The Progressives of today are no different than the Progressives of yesterday. They believe in the primacy of administrative process and that the separation of powers threatens that primacy. They are again threatening to “pack the Court.” They believe in the role of experts to repair the world, and they dismiss markets as the arenas in which egoistic individuals do nothing productive in merely pursuing their own self interests. Freedom and free markets are obstacles to the effort of the Best-and-Brightest in the administrative agencies to secure the common good.
What could go wrong?
They are the Fascists. They have always been the Fascists. And now most of us it recognize it.
~ some quick thoughts: the Syndicate paragraphs reminded me of Catch-22 and Milo Minderbinder's Syndicate.

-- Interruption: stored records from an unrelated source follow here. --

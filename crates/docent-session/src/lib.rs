//! # docent-session
//!
//! State for one interactive chat: the selected role, the ordered message
//! history and its best-effort persistence, plus the timed delivery of answers
//! and the guardian's recorded-answer flow.
//!
//! There is no process-wide session. Callers own a [`ChatSession`] and pass
//! it where it is needed.

pub mod error;
pub mod recorder;
pub mod responder;
pub mod session;
pub mod store;

pub use error::SessionError;
pub use recorder::{Recorder, format_time};
pub use responder::{AnswerSet, Delivery, Responder};
pub use session::ChatSession;
pub use store::HistoryStore;
//! Settings shared by every command.

use serde::{Deserialize, Serialize};

const fn default_row_limit() -> u32 {
    20
}

#[derive(Debug, Clone, PartialEq, Eq, Deserialize, Serialize)]
pub struct GeneralConfig {
    /// Rows shown by `dct clusters` and messages shown by `dct history`
    /// when `--limit` is not given.
    #[serde(default = "default_row_limit")]
    pub default_limit: u32,
}

impl Default for GeneralConfig {
    fn default() -> Self {
        Self {
            default_limit: default_row_limit(),
        }
    }
}

#[cfg(test)]
mod tests {
    use super::*;

    #[test]
    fn limit_defaults_to_twenty_rows() {
        assert_eq!(GeneralConfig::default().default_limit, 20);
    }

    #[test]
    fn missing_limit_uses_default() {
        let config: GeneralConfig = figment::Figment::new().extract().unwrap();
        assert_eq!(config, GeneralConfig::default());
    }
}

Heller was obviously lampooning corporatism & military corruption but I wonder if he was also echoing Facism in Italy.
In Germany Hitler (supported by businesses) combined early to revive the economy from WWI while integrating the Party into the means of production. Speer details this process in Inside the Third Reich. He explains how Himmler interfered in the armament effort by having SS staff party loyalists control production efforts because they thought they could do manufacturing better but actually wasted resources Speer could have used more productively elsewhere.
And The Administrative State sounds like the Old Testament of the deep state. What starts as just a more efficient way to do things (no judges, no appeals) becomes oligarchy or technocracy. Of course it makes sense from the inside of the organization and would make their jobs easier. Reminds me of a joke by a sales manager of mine: "This job would be fun but for the customers."